[WORK REQUIRED]
Pull out each line of the data that includes the word "destroy".

[DATASET EXTRACT]
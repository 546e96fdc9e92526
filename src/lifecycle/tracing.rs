//! # Observability & Tracing
//!
//! The [`setup_tracing`] function initializes structured logging with the
//! `tracing` crate. Every request goes through [`Resolver::resolve`], which
//! opens a span carrying the version, resource path and action, so every log
//! line emitted while resolving sits under that span.
//!
//! ## Configuration
//!
//! The subscriber uses a compact format that hides the module prefix
//! (`with_target(false)`). Levels come from `RUST_LOG`:
//!
//! ```bash
//! # Lifecycle only: versions defined, requests resolved, stores started
//! RUST_LOG=info cargo run
//!
//! # Graph construction and store traffic
//! RUST_LOG=debug cargo run
//!
//! # Only the resolver
//! RUST_LOG=versioned_api::request=debug cargo run
//! ```
//!
//! ## What Gets Traced
//!
//! - **Definitions**: `info` when a version is defined, `debug` per resource
//! - **Requests**: `info` on success or deferral, `warn` on rejection
//! - **Stores**: actor startup and shutdown, `debug` per operation
//!
//! ## Example
//!
//! **With `RUST_LOG=info`**:
//!
//! ```text
//! INFO Store started model="Product"
//! INFO In-memory models started count=3
//! INFO version: Version defined version="1.0.0" ancestor=None resources=1
//! INFO version: Version defined version="1.1.0" ancestor=Some("1.0.0") resources=2
//! INFO resolve: Request resolved version="1.1.0" path=products action=index status=ok
//! WARN resolve: Request rejected version="3" path=products action=index status=bad_request error=Unknown API version: 3
//! ```
//!
//! **With `RUST_LOG=debug`** the same run also shows where each request
//! went and what the store actors did. Store actors run in their own tasks,
//! outside the request span:
//!
//! ```text
//! DEBUG resolve: Action located kind=Show depth=2
//! DEBUG Get model="Sale" id=1 found=true
//! ```
//!
//! [`Resolver::resolve`]: crate::request::Resolver::resolve

/// Installs the global `tracing` subscriber. Call once, at startup.
pub fn setup_tracing() {
    tracing_subscriber::fmt()
        .with_env_filter(tracing_subscriber::EnvFilter::from_default_env())
        .with_target(false)
        .compact()
        .init();
}
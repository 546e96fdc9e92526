//! # Resources
//!
//! A [`Resource`] pairs a name with a persistent model and owns the actions it
//! responds to, plus any nested child resources. Resources are built through
//! the DSL in [`dsl`]; once a resource's block has run, every action is
//! validated against it and the resource becomes read-only.

pub mod dsl;

pub use dsl::{ActionDsl, ResourceBuilder, ResourceDsl};

use crate::action::{Action, ActionParams, Owner, StrongParams, DEFAULT_ACTIONS};
use crate::collection::{Named, ObjectCollection};
use crate::error::DefinitionError;
use crate::model::inflect::{camelize, model_name};
use crate::model::{Model, ModelResolver};
use std::sync::Arc;
use tracing::debug;

/// Which default actions a resource is seeded with.
#[derive(Debug, Clone, Default, PartialEq, Eq)]
pub enum Actions {
    #[default]
    None,
    /// All five defaults.
    All,
    Only(Vec<String>),
}

impl Actions {
    fn names(&self) -> Vec<String> {
        match self {
            Actions::None => Vec::new(),
            Actions::All => DEFAULT_ACTIONS.iter().map(|name| name.to_string()).collect(),
            Actions::Only(names) => names.clone(),
        }
    }
}

impl<const N: usize> From<[&str; N]> for Actions {
    fn from(names: [&str; N]) -> Self {
        Actions::Only(names.iter().map(|name| name.to_string()).collect())
    }
}

impl From<&[&str]> for Actions {
    fn from(names: &[&str]) -> Self {
        Actions::Only(names.iter().map(|name| name.to_string()).collect())
    }
}

impl From<Vec<String>> for Actions {
    fn from(names: Vec<String>) -> Self {
        Actions::Only(names)
    }
}

#[derive(Debug, Clone, Default)]
pub struct ResourceOptions {
    pub actions: Actions,
    pub singular: bool,
}

#[derive(Debug, Clone)]
pub struct Resource {
    name: String,
    model: Arc<dyn Model>,
    singular: bool,
    parent: Option<String>,
    controller_prefix: String,
    pub(crate) actions: ObjectCollection<Action>,
    pub(crate) resources: ObjectCollection<Resource>,
    pub(crate) strong_params: Option<StrongParams>,
}

impl Resource {
    /// Builds a resource, runs `block` against it and validates the result.
    ///
    /// The model is looked up as the singular, camel-cased resource name
    /// (`sales` becomes `Sale`).
    pub fn new<F>(
        name: &str,
        options: ResourceOptions,
        parent: Option<&Resource>,
        models: &dyn ModelResolver,
        block: F,
    ) -> Result<Self, DefinitionError>
    where
        F: FnOnce(&mut ResourceBuilder<'_>) -> Result<(), DefinitionError>,
    {
        let model_name = model_name(name);
        let model = models
            .resolve(&model_name)
            .ok_or_else(|| DefinitionError::UnknownModel {
                model: model_name,
                resource: name.to_string(),
            })?;

        let controller_prefix = match parent {
            Some(parent) => format!("{}{}", parent.controller_prefix, camelize(name)),
            None => camelize(name),
        };

        let mut resource = Resource {
            name: name.to_string(),
            model,
            singular: options.singular,
            parent: parent.map(|p| p.name.clone()),
            controller_prefix,
            actions: ObjectCollection::new(),
            resources: ObjectCollection::new(),
            strong_params: None,
        };

        for action in options.actions.names() {
            resource
                .actions
                .add(Action::create(action, ActionParams::default(), None)?);
        }

        block(&mut ResourceBuilder::new(&mut resource, models))?;

        let owner_params = resource.strong_params.clone();
        for action in resource.actions.iter_mut() {
            let owner = Owner {
                name: &resource.name,
                singular: resource.singular,
                strong_params: owner_params.as_ref(),
            };
            action.validate(owner, parent)?;
        }

        if resource.strong_params.is_some()
            && !resource.actions.contains("create")
            && !resource.actions.contains("update")
        {
            return Err(DefinitionError::AttributesWithoutWriteAction);
        }

        debug!(
            resource = %resource.name,
            prefix = %resource.controller_prefix,
            actions = ?resource.actions.names(),
            "Resource defined"
        );
        Ok(resource)
    }

    pub fn model(&self) -> &Arc<dyn Model> {
        &self.model
    }

    pub fn is_singular(&self) -> bool {
        self.singular
    }

    /// Name of the enclosing resource, if nested.
    pub fn parent(&self) -> Option<&str> {
        self.parent.as_deref()
    }

    /// Camel-cased chain of names from the root, e.g. `ProductsSales`.
    pub fn controller_prefix(&self) -> &str {
        &self.controller_prefix
    }

    pub fn actions(&self) -> &ObjectCollection<Action> {
        &self.actions
    }

    pub fn action(&self, name: &str) -> Option<&Action> {
        self.actions.find(name)
    }

    pub fn resources(&self) -> &ObjectCollection<Resource> {
        &self.resources
    }

    pub fn resource(&self, name: &str) -> Option<&Resource> {
        self.resources.find(name)
    }

    pub fn strong_params(&self) -> Option<&StrongParams> {
        self.strong_params.as_ref()
    }

    pub fn default_actions(&self) -> Vec<&Action> {
        self.actions.iter().filter(|a| a.is_default()).collect()
    }

    pub fn custom_actions(&self) -> Vec<&Action> {
        self.actions.iter().filter(|a| !a.is_default()).collect()
    }

    /// Folds a re-declaration of this resource into it.
    pub(crate) fn merge(&mut self, other: Resource) {
        for action in other.actions {
            self.actions.upsert(action);
        }
        for child in other.resources {
            match self.resources.find_mut(child.name()) {
                Some(existing) => existing.merge(child),
                None => {
                    self.resources.add(child);
                }
            }
        }
        if other.strong_params.is_some() {
            self.strong_params = other.strong_params;
        }
    }
}

impl Named for Resource {
    fn name(&self) -> &str {
        &self.name
    }
}

#[cfg(test)]
mod tests {
    use super::*;
    use crate::action::{Behavior, HttpMethod};
    use crate::store::MemoryModels;

    fn models() -> MemoryModels {
        MemoryModels::builder()
            .model("Product")
            .model("Sale")
            .model("Payment")
            .has_many("Product", "sales", "Sale")
            .has_one("Sale", "payment", "Payment")
            .build()
    }

    fn no_block(_: &mut ResourceBuilder<'_>) -> Result<(), DefinitionError> {
        Ok(())
    }

    #[tokio::test]
    async fn test_unknown_model_is_rejected() {
        let models = models();
        let err = Resource::new("boxes", ResourceOptions::default(), None, &models, no_block)
            .unwrap_err();
        assert!(err.is_unknown_resource());
        assert_eq!(
            err.to_string(),
            "Could not find constant `Box' for resource `boxes'"
        );
    }

    #[tokio::test]
    async fn test_actions_all_seeds_defaults() {
        let models = models();
        let resource = Resource::new(
            "products",
            ResourceOptions {
                actions: Actions::All,
                singular: false,
            },
            None,
            &models,
            |r| {
                r.attributes(|params| Ok(params.require("product")?.permit(&["title"])));
                Ok(())
            },
        )
        .unwrap();

        assert_eq!(resource.model().name(), "Product");
        assert_eq!(resource.controller_prefix(), "Products");
        assert_eq!(
            resource.actions().names(),
            vec!["index", "show", "create", "update", "destroy"]
        );
        assert!(resource.action("create").unwrap().strong_params().is_some());
    }

    #[tokio::test]
    async fn test_attributes_without_write_action() {
        let models = models();
        let err = Resource::new(
            "products",
            ResourceOptions {
                actions: ["index"].into(),
                singular: false,
            },
            None,
            &models,
            |r| {
                r.attributes(|params| Ok(params.permit(&["title"])));
                Ok(())
            },
        )
        .unwrap_err();
        assert!(err.is_unknown_action());
        assert_eq!(
            err.to_string(),
            "An attributes block was specified without a :create or :update action"
        );
    }

    #[tokio::test]
    async fn test_nested_resources_check_associations() {
        let models = models();
        let products = Resource::new(
            "products",
            ResourceOptions::default(),
            None,
            &models,
            |r| {
                r.resources("sales", ["index"])?;
                Ok(())
            },
        )
        .unwrap();
        let sales = products.resource("sales").unwrap();
        assert_eq!(sales.parent(), Some("products"));
        assert_eq!(sales.controller_prefix(), "ProductsSales");

        let err = Resource::new(
            "products",
            ResourceOptions::default(),
            None,
            &models,
            |r| {
                r.resources("sales", ["show"])?;
                Ok(())
            },
        )
        .unwrap_err();
        assert_eq!(
            err.to_string(),
            "Can't use default :show action on `products' without a has_one `sale' association"
        );

        let err = Resource::new(
            "sales",
            ResourceOptions::default(),
            None,
            &models,
            |r| {
                r.resources("payments", ["index"])?;
                Ok(())
            },
        )
        .unwrap_err();
        assert_eq!(
            err.to_string(),
            "Can't use default :index action on `sales' without a has_many or has_and_belongs_to_many `payment' association"
        );
    }

    #[tokio::test]
    async fn test_overridden_nested_action_skips_association_check() {
        let models = models();
        let products = Resource::new(
            "products",
            ResourceOptions::default(),
            None,
            &models,
            |r| {
                r.resources_with("sales", Actions::None, |s| {
                    s.override_action("show", Behavior::sync(|_| Ok(())))?;
                    Ok(())
                })?;
                Ok(())
            },
        )
        .unwrap();
        assert!(products.resource("sales").unwrap().action("show").unwrap().is_overridden());
    }

    #[tokio::test]
    async fn test_duplicate_child_merges_actions() {
        let models = models();
        let products = Resource::new(
            "products",
            ResourceOptions::default(),
            None,
            &models,
            |r| {
                r.resources("sales", ["index"])?;
                r.resources_with("sales", Actions::None, |s| {
                    s.get("recent", Behavior::sync(|_| Ok(())))?;
                    Ok(())
                })?;
                Ok(())
            },
        )
        .unwrap();

        assert_eq!(products.resources().len(), 1);
        let sales = products.resource("sales").unwrap();
        assert_eq!(sales.actions().names(), vec!["index", "recent"]);
        assert_eq!(sales.default_actions().len(), 1);
        assert_eq!(
            sales.custom_actions()[0].http_method(),
            Some(HttpMethod::Get)
        );
    }
}
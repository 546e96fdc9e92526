//! Built-in behavior of the five default actions.

use super::context::ActionContext;
use crate::action::{ActionKind, BehaviorResult, PAGING};
use crate::error::RequestError;
use crate::model::inflect::singularize;
use crate::model::{ModelError, Record, RecordId};
use serde_json::Value;
use tracing::debug;

pub(crate) async fn run(ctx: &mut ActionContext) -> BehaviorResult {
    match ctx.kind() {
        ActionKind::Index => index(ctx).await,
        ActionKind::Show => show(ctx).await,
        ActionKind::Create => create(ctx).await,
        ActionKind::Update => update(ctx).await,
        ActionKind::Destroy => destroy(ctx).await,
        ActionKind::Custom => Ok(()),
    }
}

async fn index(ctx: &mut ActionContext) -> BehaviorResult {
    let page = ctx
        .params()
        .integer("page")
        .map_err(RequestError::InvalidPaging)?;

    if page.is_some() && !ctx.allowed(PAGING) {
        return Err(RequestError::PagingNotAllowed {
            action: ctx.action_name().to_string(),
            resource: ctx.resource().map(|r| r.name.clone()).unwrap_or_default(),
        });
    }

    let records = collection(ctx).await?;
    let Some(page) = page else {
        ctx.body(records);
        return Ok(());
    };

    let per_page = ctx
        .params()
        .integer("per_page")
        .map_err(RequestError::InvalidPaging)?
        .unwrap_or(ctx.default_per_page());
    if per_page == 0 {
        return Err(RequestError::InvalidPaging("per_page".to_string()));
    }

    debug!(page, per_page, total = records.len(), "Paging index");
    if let Some(window) = page_window(records, page, per_page) {
        ctx.body(window);
    }
    Ok(())
}

/// Records in `[lower, upper]` with `lower = (per_page - 1) * page` and
/// `upper = lower + per_page - 1`, clamped to the end of the collection.
/// `None` when `lower` lies past the end.
fn page_window(records: Vec<Record>, page: u64, per_page: u64) -> Option<Vec<Record>> {
    let lower = usize::try_from(per_page.checked_sub(1)?.checked_mul(page)?).ok()?;
    let len = usize::try_from(per_page).ok()?;
    if lower > records.len() {
        return None;
    }
    Some(records.into_iter().skip(lower).take(len).collect())
}

/// Every record the index action lists: the whole model at the top level,
/// or the records reached from the root record through each nested
/// association.
async fn collection(ctx: &ActionContext) -> Result<Vec<Record>, RequestError> {
    let chain = ctx.resources();
    let root = match chain.first() {
        Some(root) => root,
        None => return Ok(Vec::new()),
    };
    if chain.len() == 1 {
        return Ok(root.model.all().await?);
    }

    let root_key = format!("{}_id", singularize(&root.name));
    let root_id = ctx.params().id(&root_key)?;
    let mut records = vec![root.model.fetch(root_id).await?];

    for pair in chain.windows(2) {
        let (owner, resource) = (&pair[0], &pair[1]);
        let mut next = Vec::new();
        for record in &records {
            if let Some(id) = RecordId::of(record) {
                next.extend(owner.model.related(id, &resource.name).await?);
            }
        }
        records = next;
    }
    Ok(records)
}

async fn show(ctx: &mut ActionContext) -> BehaviorResult {
    let record = ctx.record().await?;
    ctx.body(record);
    Ok(())
}

async fn create(ctx: &mut ActionContext) -> BehaviorResult {
    let model = ctx.require_model()?;
    let mut fields = ctx.attributes()?;

    let singular = ctx.resource().is_some_and(|r| r.singular);
    if let (true, Some(key)) = (singular, ctx.parent_id_key()) {
        let parent_id = ctx.parent_resource_id()?;
        fields.insert(key, Value::from(parent_id.0));
    }

    let created = model.create(fields).await?;
    ctx.body(created);
    Ok(())
}

async fn update(ctx: &mut ActionContext) -> BehaviorResult {
    let model = ctx.require_model()?;
    let id = record_id(ctx, &ctx.record().await?)?;
    let fields = ctx.attributes()?;

    let updated = model.update(id, fields).await?;
    ctx.body(updated);
    Ok(())
}

async fn destroy(ctx: &mut ActionContext) -> BehaviorResult {
    let model = ctx.require_model()?;
    let id = record_id(ctx, &ctx.record().await?)?;
    model.destroy(id).await?;
    Ok(())
}

fn record_id(ctx: &ActionContext, record: &Record) -> Result<RecordId, RequestError> {
    RecordId::of(record).ok_or_else(|| {
        let model = ctx.model().map(|m| m.name().to_string()).unwrap_or_default();
        RequestError::Model(ModelError::Invalid(format!("{model} record without an id")))
    })
}
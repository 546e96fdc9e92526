//! The state a behavior runs against.

use super::params::Params;
use super::response::{Response, Status};
use crate::action::{Action, ActionKind, StrongParams};
use crate::collection::Named;
use crate::error::RequestError;
use crate::model::inflect::singularize;
use crate::model::{Model, Record, RecordId};
use serde_json::{Map, Value};
use std::collections::BTreeSet;
use std::fmt;
use std::sync::Arc;

/// One step of the resolved resource path, root first.
#[derive(Clone)]
pub struct ResolvedResource {
    pub name: String,
    pub singular: bool,
    pub model: Arc<dyn Model>,
}

impl fmt::Debug for ResolvedResource {
    fn fmt(&self, f: &mut fmt::Formatter<'_>) -> fmt::Result {
        f.debug_struct("ResolvedResource")
            .field("name", &self.name)
            .field("singular", &self.singular)
            .field("model", &self.model.name())
            .finish()
    }
}

/// Request-scoped state for one action: the resolved resource chain, the
/// parsed params, and the response being built.
///
/// [`body`](Self::body) keeps the first value written;
/// [`status`](Self::status) keeps the last.
#[derive(Debug)]
pub struct ActionContext {
    action: String,
    kind: ActionKind,
    params: Params,
    chain: Vec<ResolvedResource>,
    strong_params: Option<StrongParams>,
    allowed: BTreeSet<String>,
    default_per_page: u64,
    body: Option<Value>,
    status: Status,
}

impl ActionContext {
    pub(crate) fn new(
        action: &Action,
        params: Params,
        chain: Vec<ResolvedResource>,
        default_per_page: u64,
    ) -> Self {
        Self {
            action: action.name().to_string(),
            kind: action.kind(),
            params,
            chain,
            strong_params: action.strong_params().cloned(),
            allowed: action.allowed_features().clone(),
            default_per_page,
            body: None,
            status: Status::Ok,
        }
    }

    pub fn action_name(&self) -> &str {
        &self.action
    }

    pub fn kind(&self) -> ActionKind {
        self.kind
    }

    pub fn params(&self) -> &Params {
        &self.params
    }

    pub fn param(&self, key: &str) -> Option<&Value> {
        self.params.get(key)
    }

    /// The resolved resource path, root first. Empty for version-level
    /// actions.
    pub fn resources(&self) -> &[ResolvedResource] {
        &self.chain
    }

    /// The resource the action belongs to.
    pub fn resource(&self) -> Option<&ResolvedResource> {
        self.chain.last()
    }

    /// The resource enclosing [`resource`](Self::resource), if nested.
    pub fn parent(&self) -> Option<&ResolvedResource> {
        self.chain.len().checked_sub(2).and_then(|i| self.chain.get(i))
    }

    pub fn model(&self) -> Option<Arc<dyn Model>> {
        self.resource().map(|r| Arc::clone(&r.model))
    }

    /// Like [`model`](Self::model), for behaviors that only make sense on a
    /// resource.
    pub fn require_model(&self) -> Result<Arc<dyn Model>, RequestError> {
        self.model().ok_or_else(|| self.no_resource())
    }

    pub fn allowed(&self, feature: &str) -> bool {
        self.allowed.contains(feature)
    }

    pub(crate) fn default_per_page(&self) -> u64 {
        self.default_per_page
    }

    /// Sets the response body unless one was already set.
    pub fn body(&mut self, value: impl Into<Value>) -> &mut Self {
        if self.body.is_none() {
            self.body = Some(value.into());
        }
        self
    }

    pub fn has_body(&self) -> bool {
        self.body.is_some()
    }

    pub fn status(&mut self, status: Status) -> &mut Self {
        self.status = status;
        self
    }

    pub fn current_status(&self) -> Status {
        self.status
    }

    /// Request params filtered through the action's strong params. Actions
    /// without strong params get an empty record.
    pub fn attributes(&self) -> Result<Record, RequestError> {
        match &self.strong_params {
            Some(strong_params) => Ok(strong_params.apply(&self.params)?),
            None => Ok(Record::new()),
        }
    }

    /// Name of the `<parent>_id` param, e.g. `sale_id` under `sales`.
    pub fn parent_id_key(&self) -> Option<String> {
        self.parent().map(|p| format!("{}_id", singularize(&p.name)))
    }

    pub fn parent_resource_id(&self) -> Result<RecordId, RequestError> {
        let key = self.parent_id_key().ok_or_else(|| self.no_resource())?;
        Ok(self.params.id(&key)?)
    }

    /// The record a member action works on.
    ///
    /// Singular resources are reached through the parent's association;
    /// everything else is looked up by the `id` param.
    pub async fn record(&self) -> Result<Record, RequestError> {
        let resource = self.resource().ok_or_else(|| self.no_resource())?;
        if !resource.singular {
            let id = self.params.id("id")?;
            return Ok(resource.model.fetch(id).await?);
        }

        let parent = self.parent().ok_or_else(|| self.no_resource())?;
        let parent_id = self.parent_resource_id()?;
        parent.model.fetch(parent_id).await?;
        parent
            .model
            .related(parent_id, &resource.name)
            .await?
            .into_iter()
            .next()
            .ok_or_else(|| RequestError::RecordNotFound {
                resource: resource.name.clone(),
                parent: parent.model.name().to_string(),
                id: parent_id.to_string(),
            })
    }

    pub fn into_response(self) -> Response {
        Response {
            status: self.status,
            body: self.body.unwrap_or_else(|| Value::Object(Map::new())),
        }
    }

    fn no_resource(&self) -> RequestError {
        RequestError::UnknownRoute {
            path: self
                .chain
                .iter()
                .map(|r| r.name.as_str())
                .collect::<Vec<_>>()
                .join("/"),
            action: self.action.clone(),
        }
    }
}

[WORKED SOLUTION]
            vec!["index", "show", "create", "update", "destroy"]
        ActionKind::Destroy => destroy(ctx).await,
async fn destroy(ctx: &mut ActionContext) -> BehaviorResult {
    model.destroy(id).await?;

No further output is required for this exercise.